GOP Lawmaker Brings Abortion Into Debate Over Bill Written By Fourth-Graders

A New Hampshire Republican lawmaker said last week that he strongly opposed a bill drafted by local fourth-graders to establish the Red-Tailed Hawk as the “State Raptor” because the predator bird reminds him of an abortion provider.

The hawk “grasps them with its talons then uses its razor-sharp beak to basically tear it apart limb by limb,” State Rep. Warren Groen (R) said on the House floor as the class of 10-year-old students watched from the gallery. “And I guess the shame about making this a state bird is it would serve as a much better mascot for Planned Parenthood.”

The fourth-graders from Lincoln Akerman School in Hampton Falls, New Hampshire, had drafted House Bill 373 as part of a lesson on how politics work. Lawmakers rejected the bill in front of the students by a vote of 133 to 160, with some arguing that the legislation was unnecessary.

“Do we need a state waterfowl, a state pet bird, a state wild bird?” Groen told The Huffington Post in a phone interview. “How many types of birds do we need?”

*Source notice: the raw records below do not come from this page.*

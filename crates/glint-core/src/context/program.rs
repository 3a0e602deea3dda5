// Copyright 2025 eraflo
//
// Licensed under the Apache License, Version 2.0 (the "License");
// you may not use this file except in compliance with the License.
// You may obtain a copy of the License at
//
//     http://www.apache.org/licenses/LICENSE-2.0
//
// Unless required by applicable law or agreed to in writing, software
// distributed under the License is distributed on an "AS IS" BASIS,
// WITHOUT WARRANTIES OR CONDITIONS OF ANY KIND, either express or implied.
// See the License for the specific language governing permissions and
// limitations under the License.

//! Shader, program, and compute shader creation.

use super::Context;
use crate::renderer::api::shader::validate_source;
use crate::renderer::api::*;
use crate::renderer::error::{ResourceError, ShaderError};

impl Context {
    /// Compiles a shader for one graphics stage.
    pub fn shader(&self, stage: ShaderStage, source: &str) -> Result<Shader, ResourceError> {
        if stage == ShaderStage::Compute {
            return Err(ResourceError::StageMismatch(stage));
        }
        validate_source(source)?;

        let handle = self
            .driver
            .compile_shader(stage, source)
            .map_err(|log| ShaderError::CompilationFailed { stage, log })?;

        self.poll_errors(stage.name());
        log::debug!("Compiled {} {}", stage.name(), handle.get());

        Ok(Shader {
            context: self.id,
            state: ResourceState::Live(handle),
            stage,
        })
    }

    /// Compiles a vertex shader.
    pub fn vertex_shader(&self, source: &str) -> Result<Shader, ResourceError> {
        self.shader(ShaderStage::Vertex, source)
    }

    /// Compiles a fragment shader.
    pub fn fragment_shader(&self, source: &str) -> Result<Shader, ResourceError> {
        self.shader(ShaderStage::Fragment, source)
    }

    /// Compiles a geometry shader.
    pub fn geometry_shader(&self, source: &str) -> Result<Shader, ResourceError> {
        self.shader(ShaderStage::Geometry, source)
    }

    /// Compiles a tessellation control shader.
    pub fn tess_control_shader(&self, source: &str) -> Result<Shader, ResourceError> {
        self.shader(ShaderStage::TessControl, source)
    }

    /// Compiles a tessellation evaluation shader.
    pub fn tess_evaluation_shader(&self, source: &str) -> Result<Shader, ResourceError> {
        self.shader(ShaderStage::TessEvaluation, source)
    }

    /// Links shaders into a program and reflects its vertex inputs.
    ///
    /// At most one shader per stage. `varyings` names outputs captured by transform
    /// feedback.
    pub fn program(&self, shaders: &[&Shader], varyings: &[&str]) -> Result<Program, ResourceError> {
        let mut slots = [0u8; ShaderStage::GRAPHICS.len()];
        let mut handles = Vec::with_capacity(shaders.len());

        for (i, shader) in shaders.iter().enumerate() {
            self.ensure_owned(shader.context, || format!("shaders[{i}]"))?;

            let slot = &mut slots[shader.stage.slot()];
            *slot += 1;
            if *slot > 1 {
                return Err(ResourceError::DuplicateSlot(shader.stage));
            }
            handles.push(shader.handle()?);
        }

        if varyings.iter().any(|name| name.contains('\0')) {
            return Err(ShaderError::InvalidSource {
                reason: "a varying name contains a NUL byte",
            }
            .into());
        }

        let handle = self
            .driver
            .link_program(&handles, varyings)
            .map_err(|log| ShaderError::LinkFailed { log })?;

        let attributes = AttributeTable::from_active(self.driver.active_attributes(handle));
        let mut stages: Vec<ShaderStage> = shaders.iter().map(|shader| shader.stage).collect();
        stages.sort_by_key(|stage| stage.slot());

        self.poll_errors(Program::KIND);
        log::debug!(
            "Linked program {} ({} shaders, {} attributes, {} varyings)",
            handle.get(),
            shaders.len(),
            attributes.len(),
            varyings.len()
        );

        Ok(Program {
            context: self.id,
            state: ResourceState::Live(handle),
            attributes,
            stages,
            varyings: varyings.iter().map(|name| (*name).to_owned()).collect(),
        })
    }

    /// Compiles a compute shader and links it into its own program.
    pub fn compute_shader(&self, source: &str) -> Result<ComputeShader, ResourceError> {
        validate_source(source)?;

        let stage = ShaderStage::Compute;
        let shader = self
            .driver
            .compile_shader(stage, source)
            .map_err(|log| ShaderError::CompilationFailed { stage, log })?;

        let program = match self.driver.link_program(&[shader], &[]) {
            Ok(program) => program,
            Err(log) => {
                self.driver.delete_shader(shader);
                return Err(ShaderError::LinkFailed { log }.into());
            }
        };

        self.poll_errors(ComputeShader::KIND);
        log::debug!("Linked compute shader {}", program.get());

        Ok(ComputeShader {
            context: self.id,
            state: ResourceState::Live(ComputeHandles { program, shader }),
        })
    }
}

Groen said he directed the abortion metaphor at the adults in the room, not at the kids, although he knew the students were there watching. “The selective outrage about this I find quite curious,” he said. “Every week in Manchester, the fourth-grade class from 2025 is killed out. Babies that would be 10 years old and in fourth grade 10 years from now are aborted in Manchester, and there’s no outrage.”

Jodi Linnehan Kriner, who is a mother of one of the students and was in the gallery during Groen’s remarks, wrote in a letter to lawmakers Wednesday that as a lifelong resident of the state, “I am ashamed of these people we call our representatives.”

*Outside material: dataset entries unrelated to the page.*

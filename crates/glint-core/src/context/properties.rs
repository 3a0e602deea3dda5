// Copyright 2025 eraflo
//
// Licensed under the Apache License, Version 2.0 (the "License");
// you may not use this file except in compliance with the License.
// You may obtain a copy of the License at
//
//     http://www.apache.org/licenses/LICENSE-2.0
//
// Unless required by applicable law or agreed to in writing, software
// distributed under the License is distributed on an "AS IS" BASIS,
// WITHOUT WARRANTIES OR CONDITIONS OF ANY KIND, either express or implied.
// See the License for the specific language governing permissions and
// limitations under the License.

//! Readable and writable context state.

use super::Context;
use crate::renderer::api::texture::validate_alignment;
use crate::renderer::api::*;
use crate::renderer::error::ResourceError;

impl Context {
    /// Rasterized line width.
    pub fn line_width(&self) -> f32 {
        self.driver.get_float(FloatParam::LineWidth)
    }

    /// Sets the rasterized line width.
    pub fn set_line_width(&self, width: f32) {
        self.driver.set_line_width(width);
    }

    /// Rasterized point size.
    pub fn point_size(&self) -> f32 {
        self.driver.get_float(FloatParam::PointSize)
    }

    /// Sets the rasterized point size.
    pub fn set_point_size(&self, size: f32) {
        self.driver.set_point_size(size);
    }

    /// The viewport rectangle.
    pub fn viewport(&self) -> Viewport {
        self.driver.viewport()
    }

    /// Sets the viewport from `(x, y, width, height)` or `(width, height)`.
    pub fn set_viewport(&self, viewport: impl Into<Viewport>) {
        self.driver.set_viewport(viewport.into());
    }

    /// `(pack, unpack)` row alignment.
    pub fn pixel_alignment(&self) -> (u32, u32) {
        let read = |param| u32::try_from(self.driver.get_integer(param)).unwrap_or(0);
        (
            read(IntegerParam::PackAlignment),
            read(IntegerParam::UnpackAlignment),
        )
    }

    /// Sets `(pack, unpack)` row alignment. Each must be 1, 2, 4 or 8.
    pub fn set_pixel_alignment(&self, (pack, unpack): (u32, u32)) -> Result<(), ResourceError> {
        validate_alignment(pack)?;
        validate_alignment(unpack)?;
        self.driver.pixel_store(PixelStore::PackAlignment, pack);
        self.driver.pixel_store(PixelStore::UnpackAlignment, unpack);
        Ok(())
    }

    /// Texture unit used for uploads and texture copies.
    pub fn default_texture_unit(&self) -> u32 {
        self.default_texture_unit.get()
    }

    /// Changes the upload texture unit.
    pub fn set_default_texture_unit(&self, unit: u32) -> Result<(), ResourceError> {
        if unit >= self.max_texture_units {
            return Err(ResourceError::InvalidTextureUnit {
                unit,
                max: self.max_texture_units,
            });
        }
        self.default_texture_unit.set(unit);
        Ok(())
    }

    /// Number of texture image units.
    pub fn max_texture_units(&self) -> u32 {
        self.max_texture_units
    }

    /// Returns `true` while polygons are rasterized as lines.
    pub fn wireframe(&self) -> bool {
        self.wireframe.get()
    }

    /// Switches between line and fill polygon rasterization.
    pub fn set_wireframe(&self, wireframe: bool) {
        let mode = if wireframe {
            PolygonMode::Line
        } else {
            PolygonMode::Fill
        };
        self.driver.polygon_mode(mode);
        self.wireframe.set(wireframe);
    }

    /// Reads and clears the driver's error flag.
    pub fn error(&self) -> DriverError {
        DriverError::from_raw(self.driver.get_error())
    }

    /// The implementation vendor.
    pub fn vendor(&self) -> Result<String, ResourceError> {
        self.driver_string(StringName::Vendor, "vendor")
    }

    /// The renderer, usually the GPU model.
    pub fn renderer(&self) -> Result<String, ResourceError> {
        self.driver_string(StringName::Renderer, "renderer")
    }

    /// The full version string.
    pub fn version(&self) -> Result<String, ResourceError> {
        self.driver_string(StringName::Version, "version")
    }

    fn driver_string(&self, name: StringName, what: &'static str) -> Result<String, ResourceError> {
        self.driver
            .get_string(name)
            .ok_or(ResourceError::MissingDriverString(what))
    }

    /// The version as `major * 100 + minor * 10`, e.g. 330 for 3.3.
    pub fn version_code(&self) -> u32 {
        let major = u32::try_from(self.driver.get_integer(IntegerParam::MajorVersion)).unwrap_or(0);
        let minor = u32::try_from(self.driver.get_integer(IntegerParam::MinorVersion)).unwrap_or(0);
        major.saturating_mul(100).saturating_add(minor.saturating_mul(10))
    }
}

“If any rep can tell me how I should answer a question that was asked to me last night by my 10 year old son, Andrew, please let me know. He asked ‘Mom, what does planned parenthood have to do with the red tailed hawk tearing apart its prey, and why should it be the mascot?'” she wrote.

Jim Cutter, the teacher of the fourth-grade class, was not immediately available for comment.